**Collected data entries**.
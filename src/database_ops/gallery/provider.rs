use anyhow::Result;
use async_trait::async_trait;
use reqwest::{header, Client};
use serde_json::Value;
use std::sync::Arc;
use std::time::Duration;
use thiserror::Error;
use tracing::{debug, warn};

use crate::config::DEFAULT_BASE_URL;
use crate::database_ops::models::NewPost;

fn truncate_for_log(mut s: String, max_len: usize) -> String {
    if s.len() > max_len {
        let mut cut = max_len;
        while !s.is_char_boundary(cut) {
            cut -= 1;
        }
        s.truncate(cut);
        s.push('…');
    }
    s
}

/// Source of the millisecond timestamps stamped onto listing requests.
pub trait Clock: Send + Sync {
    fn now_millis(&self) -> i64;
}

#[derive(Debug, Clone, Copy, Default)]
pub struct SystemClock;

impl Clock for SystemClock {
    fn now_millis(&self) -> i64 {
        chrono::Utc::now().timestamp_millis()
    }
}

/// Always reports the same instant.
#[derive(Debug, Clone, Copy)]
pub struct FixedClock(pub i64);

impl Clock for FixedClock {
    fn now_millis(&self) -> i64 {
        self.0
    }
}

#[derive(Debug, Error)]
pub enum FetchError {
    #[error("request failed: {0}")]
    Http(#[from] reqwest::Error),
    #[error("unexpected status {status} from {url}: {body}")]
    Status {
        status: u16,
        url: String,
        body: String,
    },
    #[error("malformed response: {0}")]
    Malformed(String),
}

/// Upstream gallery endpoints as seen by the sync pipeline.
#[async_trait]
pub trait GalleryApi: Send + Sync {
    /// One listing page. `Ok(None)` when the body carries no `data.posts`.
    async fn fetch_page(&self, user_id: &str, page_no: u32)
        -> Result<Option<Vec<String>>, FetchError>;

    /// Full detail of one post, fields already extracted.
    async fn fetch_detail(&self, post_id: &str) -> Result<NewPost, FetchError>;
}

/// HTTP client for the gallery H5 endpoints.
///
/// - GET  /gallery/wap/share/user/post/list/{user}.do  (paged listing)
/// - POST /gallery/wap/H5/post/getPostDetailById.do   (detail, `postId` in query)
#[derive(Clone)]
pub struct GalleryProvider {
    base_url: String,
    http: Client,
    clock: Arc<dyn Clock>,
}

impl GalleryProvider {
    pub fn new(base_url: Option<&str>, timeout_secs: Option<u64>) -> Result<Self> {
        let base_url = base_url
            .unwrap_or(DEFAULT_BASE_URL)
            .trim_end_matches('/')
            .to_string();
        let timeout_secs = timeout_secs.unwrap_or(30);
        let http = Client::builder()
            .user_agent(concat!("gallery-sync/", env!("CARGO_PKG_VERSION")))
            .timeout(Duration::from_secs(timeout_secs))
            .build()?;

        Ok(Self {
            base_url,
            http,
            clock: Arc::new(SystemClock),
        })
    }

    pub fn with_clock(mut self, clock: Arc<dyn Clock>) -> Self {
        self.clock = clock;
        self
    }

    pub fn listing_url(&self, user_id: &str) -> String {
        format!(
            "{}/gallery/wap/share/user/post/list/{}.do",
            self.base_url, user_id
        )
    }

    pub fn detail_url(&self) -> String {
        format!("{}/gallery/wap/H5/post/getPostDetailById.do", self.base_url)
    }

    /// Query parameters for one listing request; both timestamps share `now_ms`.
    pub fn listing_query(page_no: u32, now_ms: i64) -> Vec<(&'static str, String)> {
        vec![
            ("dataFrom", "1".to_string()),
            ("pageNo", page_no.to_string()),
            ("requestTime", now_ms.to_string()),
            ("searchType", "4".to_string()),
            ("t", now_ms.to_string()),
        ]
    }

    async fn read_json(resp: reqwest::Response, url: &str) -> Result<Value, FetchError> {
        let status = resp.status();
        if !status.is_success() {
            let body = truncate_for_log(resp.text().await.unwrap_or_default(), 500);
            return Err(FetchError::Status {
                status: status.as_u16(),
                url: url.to_string(),
                body,
            });
        }
        let text = resp.text().await?;
        serde_json::from_str(&text).map_err(|e| {
            FetchError::Malformed(format!(
                "invalid JSON from {url}: {e}; body={}",
                truncate_for_log(text, 200)
            ))
        })
    }
}

#[async_trait]
impl GalleryApi for GalleryProvider {
    async fn fetch_page(
        &self,
        user_id: &str,
        page_no: u32,
    ) -> Result<Option<Vec<String>>, FetchError> {
        let url = self.listing_url(user_id);
        let query = Self::listing_query(page_no, self.clock.now_millis());
        let resp = self
            .http
            .get(&url)
            .header(header::ACCEPT, "application/json")
            .query(&query)
            .send()
            .await?;
        let body = Self::read_json(resp, &url).await?;
        parse_listing(&body)
    }

    async fn fetch_detail(&self, post_id: &str) -> Result<NewPost, FetchError> {
        let url = self.detail_url();
        let resp = self
            .http
            .post(&url)
            .header(header::CONTENT_TYPE, "application/x-www-form-urlencoded")
            .header(header::ACCEPT, "application/json")
            .query(&[("postId", post_id)])
            .send()
            .await?;
        let body = Self::read_json(resp, &url).await?;
        parse_detail(post_id, &body)
    }
}

/// Upstream IDs arrive as strings or bare numbers.
fn id_string(v: &Value) -> Option<String> {
    match v {
        Value::String(s) if !s.trim().is_empty() => Some(s.trim().to_string()),
        Value::Number(n) => Some(n.to_string()),
        _ => None,
    }
}

fn opt_text(obj: &Value, key: &str) -> Option<String> {
    match obj.get(key)? {
        Value::String(s) => Some(s.clone()),
        Value::Number(n) => Some(n.to_string()),
        _ => None,
    }
}

fn image_urls(obj: &Value) -> Vec<String> {
    let Some(arr) = obj.get("images").and_then(|v| v.as_array()) else {
        return Vec::new();
    };
    arr.iter()
        .filter_map(|item| {
            item.as_str()
                .or_else(|| item.get("url").and_then(|v| v.as_str()))
        })
        .map(str::trim)
        .filter(|s| !s.is_empty())
        .map(str::to_string)
        .collect()
}

/// Extract post IDs from a listing body.
///
/// `Ok(None)` when `data` or `data.posts` is absent (or null): the end-of-list
/// signal. Entries without a usable `postId` are dropped.
pub fn parse_listing(body: &Value) -> Result<Option<Vec<String>>, FetchError> {
    let posts = match body.get("data").and_then(|d| d.get("posts")) {
        None | Some(Value::Null) => return Ok(None),
        Some(p) => p,
    };
    let Some(items) = posts.as_array() else {
        return Err(FetchError::Malformed("data.posts is not an array".into()));
    };
    let mut ids = Vec::with_capacity(items.len());
    for item in items {
        match item.get("postId").and_then(id_string) {
            Some(id) => ids.push(id),
            None => debug!(entry = %item, "listing entry without postId; skipping"),
        }
    }
    Ok(Some(ids))
}

/// Extract a post from a detail body. The requested ID is the row key; a body
/// without any usable `postId` is malformed.
pub fn parse_detail(requested_id: &str, body: &Value) -> Result<NewPost, FetchError> {
    let Some(post) = body
        .get("data")
        .and_then(|d| d.get("post"))
        .filter(|p| p.is_object())
    else {
        return Err(FetchError::Malformed(format!(
            "detail for post {requested_id} lacks data.post"
        )));
    };

    let Some(reported) = post.get("postId").and_then(id_string) else {
        return Err(FetchError::Malformed(format!(
            "detail for post {requested_id} lacks postId"
        )));
    };
    if reported != requested_id {
        warn!(requested_id, reported, "detail reports a different postId");
    }

    Ok(NewPost {
        post_id: requested_id.to_string(),
        title: opt_text(post, "postTitle"),
        description: opt_text(post, "postDesc"),
        user_nick: opt_text(post, "userNick"),
        signature: opt_text(post, "signature"),
        images: image_urls(post),
    })
}

#[cfg(test)]
mod tests {
    use super::*;
    use serde_json::json;

    #[test]
    fn listing_query_uses_one_timestamp() {
        let q = GalleryProvider::listing_query(3, 1_700_000_000_123);
        assert_eq!(
            q,
            vec![
                ("dataFrom", "1".to_string()),
                ("pageNo", "3".to_string()),
                ("requestTime", "1700000000123".to_string()),
                ("searchType", "4".to_string()),
                ("t", "1700000000123".to_string()),
            ]
        );
    }

    #[test]
    fn urls_follow_base() {
        let p = GalleryProvider::new(Some("http://127.0.0.1:8080/"), Some(5)).unwrap();
        assert_eq!(
            p.listing_url("42"),
            "http://127.0.0.1:8080/gallery/wap/share/user/post/list/42.do"
        );
        assert_eq!(
            p.detail_url(),
            "http://127.0.0.1:8080/gallery/wap/H5/post/getPostDetailById.do"
        );
    }

    #[test]
    fn clocks() {
        assert_eq!(FixedClock(42).now_millis(), 42);
        assert!(SystemClock.now_millis() > 1_600_000_000_000);

        let p = GalleryProvider::new(None, None)
            .unwrap()
            .with_clock(Arc::new(FixedClock(7)));
        assert_eq!(p.clock.now_millis(), 7);
        assert_eq!(p.base_url, DEFAULT_BASE_URL);
    }

    #[test]
    fn listing_accepts_string_and_numeric_ids() {
        let body = json!({"data": {"posts": [
            {"postId": "1001"},
            {"postId": 1002},
            {"title": "no id"},
            {"postId": ""}
        ]}});
        assert_eq!(
            parse_listing(&body).unwrap(),
            Some(vec!["1001".to_string(), "1002".to_string()])
        );
    }

    #[test]
    fn listing_end_signals() {
        assert_eq!(parse_listing(&json!({"code": 0})).unwrap(), None);
        assert_eq!(parse_listing(&json!({"data": {}})).unwrap(), None);
        assert_eq!(parse_listing(&json!({"data": {"posts": null}})).unwrap(), None);
        assert_eq!(
            parse_listing(&json!({"data": {"posts": []}})).unwrap(),
            Some(vec![])
        );
        assert!(parse_listing(&json!({"data": {"posts": "oops"}})).is_err());
    }

    #[test]
    fn detail_extracts_fields_and_images() {
        let body = json!({"data": {"post": {
            "postId": 77,
            "postTitle": "Sunset",
            "postDesc": "by the sea",
            "userNick": "lens",
            "signature": "hi",
            "images": ["https://img/1.jpg", {"url": "https://img/2.jpg"}, " ", null]
        }}});
        let post = parse_detail("77", &body).unwrap();
        assert_eq!(post.post_id, "77");
        assert_eq!(post.title.as_deref(), Some("Sunset"));
        assert_eq!(post.description.as_deref(), Some("by the sea"));
        assert_eq!(post.user_nick.as_deref(), Some("lens"));
        assert_eq!(post.signature.as_deref(), Some("hi"));
        assert_eq!(post.images, vec!["https://img/1.jpg", "https://img/2.jpg"]);
    }

    #[test]
    fn detail_missing_optionals_are_none() {
        let body = json!({"data": {"post": {"postId": "9", "postTitle": null}}});
        let post = parse_detail("9", &body).unwrap();
        assert_eq!(post.title, None);
        assert_eq!(post.description, None);
        assert_eq!(post.signature, None);
        assert!(post.images.is_empty());
    }

    #[test]
    fn detail_without_post_is_malformed() {
        let err = parse_detail("9", &json!({"data": {}})).unwrap_err();
        assert!(matches!(err, FetchError::Malformed(_)));
        assert!(parse_detail("9", &json!({"data": {"post": []}})).is_err());
    }

    #[test]
    fn detail_without_post_id_is_malformed() {
        let err = parse_detail("p1", &json!({"data": {"post": {}}})).unwrap_err();
        assert!(matches!(err, FetchError::Malformed(_)));
        let blank = json!({"data": {"post": {"postId": " ", "postTitle": "t"}}});
        assert!(matches!(
            parse_detail("p1", &blank),
            Err(FetchError::Malformed(_))
        ));
    }

    #[test]
    fn truncation_respects_char_boundaries() {
        let s = truncate_for_log("相册相册".to_string(), 4);
        assert_eq!(s, "相…");
    }
}
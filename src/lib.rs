pub mod api;
pub mod cli;
pub mod config;
pub mod database_ops;
pub mod logging;
pub mod orchestrator;

pub mod util {
    pub mod env;
}
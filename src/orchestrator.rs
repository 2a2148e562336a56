use anyhow::{Context, Result};
use serde::Serialize;
use std::sync::atomic::{AtomicBool, Ordering};
use std::sync::Arc;
use std::time::Duration;
use tokio::sync::{Mutex, RwLock};
use tokio::time::MissedTickBehavior;
use tracing::{error, info, warn};

use crate::config::Settings;
use crate::database_ops::db::{self, PostStore};
use crate::database_ops::gallery::{
    self, GalleryApi, GalleryProvider, SyncOptions, SyncReport, SyncSummary,
};

impl From<&Settings> for SyncOptions {
    fn from(settings: &Settings) -> Self {
        Self {
            pagination: settings.pagination,
            request_delay: Duration::from_millis(settings.http.request_delay_ms),
        }
    }
}

pub fn build_provider(settings: &Settings) -> Result<GalleryProvider> {
    GalleryProvider::new(Some(&settings.http.base_url), Some(settings.http.timeout_secs))
        .context("failed to build gallery http client")
}

/// Connect, run a single sync, then release the pool whatever the outcome.
pub async fn run_once(settings: &Settings) -> Result<SyncReport> {
    let provider = build_provider(settings)?;
    let store = db::connect(&settings.database).await?;
    let result = gallery::sync(
        store.as_ref(),
        &provider,
        &settings.user_id,
        &SyncOptions::from(settings),
    )
    .await;
    store.close().await;
    result
}

#[derive(Debug, Clone, Serialize)]
pub struct SyncState {
    pub running: bool,
    pub last: Option<SyncSummary>,
    pub last_error: Option<String>,
}

#[derive(Default)]
struct LastRun {
    summary: Option<SyncSummary>,
    error: Option<String>,
}

/// Shared sync driver for `serve`: periodic runs plus manual triggers, never overlapping.
pub struct Syncer {
    store: Arc<dyn PostStore>,
    api: Arc<dyn GalleryApi>,
    user_id: String,
    options: SyncOptions,
    gate: Arc<Mutex<()>>,
    running: AtomicBool,
    last: RwLock<LastRun>,
}

impl Syncer {
    pub fn new(
        store: Arc<dyn PostStore>,
        api: Arc<dyn GalleryApi>,
        user_id: impl Into<String>,
        options: SyncOptions,
    ) -> Self {
        Self {
            store,
            api,
            user_id: user_id.into(),
            options,
            gate: Arc::new(Mutex::new(())),
            running: AtomicBool::new(false),
            last: RwLock::new(LastRun::default()),
        }
    }

    pub fn store(&self) -> Arc<dyn PostStore> {
        Arc::clone(&self.store)
    }

    /// Hold the run gate as if a sync were in flight.
    #[cfg(test)]
    pub(crate) async fn hold_gate(&self) -> tokio::sync::OwnedMutexGuard<()> {
        Arc::clone(&self.gate).lock_owned().await
    }

    pub fn is_running(&self) -> bool {
        self.running.load(Ordering::SeqCst)
    }

    /// Wait for any in-flight run, then sync.
    pub async fn run(&self) -> Result<SyncSummary> {
        let _guard = self.gate.lock().await;
        self.run_locked().await
    }

    /// Start a background run unless one is already going. Returns whether it started.
    pub fn try_start(self: &Arc<Self>) -> bool {
        let Ok(guard) = Arc::clone(&self.gate).try_lock_owned() else {
            return false;
        };
        // Visible as running before the task is first polled.
        self.running.store(true, Ordering::SeqCst);
        let this = Arc::clone(self);
        tokio::spawn(async move {
            let _guard = guard;
            // Outcome is recorded in `last`; nothing else to do with it here.
            let _ = this.run_locked().await;
        });
        true
    }

    /// Caller must hold the gate.
    async fn run_locked(&self) -> Result<SyncSummary> {
        self.running.store(true, Ordering::SeqCst);
        let outcome = gallery::sync(
            self.store.as_ref(),
            self.api.as_ref(),
            &self.user_id,
            &self.options,
        )
        .await;
        self.running.store(false, Ordering::SeqCst);
        let mut last = self.last.write().await;
        match outcome {
            Ok(report) => {
                let summary = report.summary();
                last.summary = Some(summary.clone());
                last.error = None;
                Ok(summary)
            }
            Err(err) => {
                error!(error = %format!("{err:#}"), "sync run failed");
                last.error = Some(format!("{err:#}"));
                Err(err)
            }
        }
    }

    pub async fn state(&self) -> SyncState {
        let last = self.last.read().await;
        SyncState {
            running: self.is_running(),
            last: last.summary.clone(),
            last_error: last.error.clone(),
        }
    }

    /// Sync now, then every `interval`. A tick that lands on a running sync is skipped.
    pub async fn run_periodic(self: Arc<Self>, interval: Duration) {
        info!(interval_secs = interval.as_secs(), "periodic sync enabled");
        let mut ticker = tokio::time::interval(interval);
        ticker.set_missed_tick_behavior(MissedTickBehavior::Skip);
        loop {
            ticker.tick().await;
            let Ok(_guard) = self.gate.try_lock() else {
                warn!("previous sync still running; skipping tick");
                continue;
            };
            if let Ok(summary) = self.run_locked().await {
                info!(
                    inserted = summary.inserted,
                    failed = summary.failed,
                    "periodic sync done"
                );
            }
        }
    }
}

**Your task**. Find and copy each line above holding "userNick".

**Output for this exercise**.
        user_nick: opt_text(post, "userNick"),
            "userNick": "lens",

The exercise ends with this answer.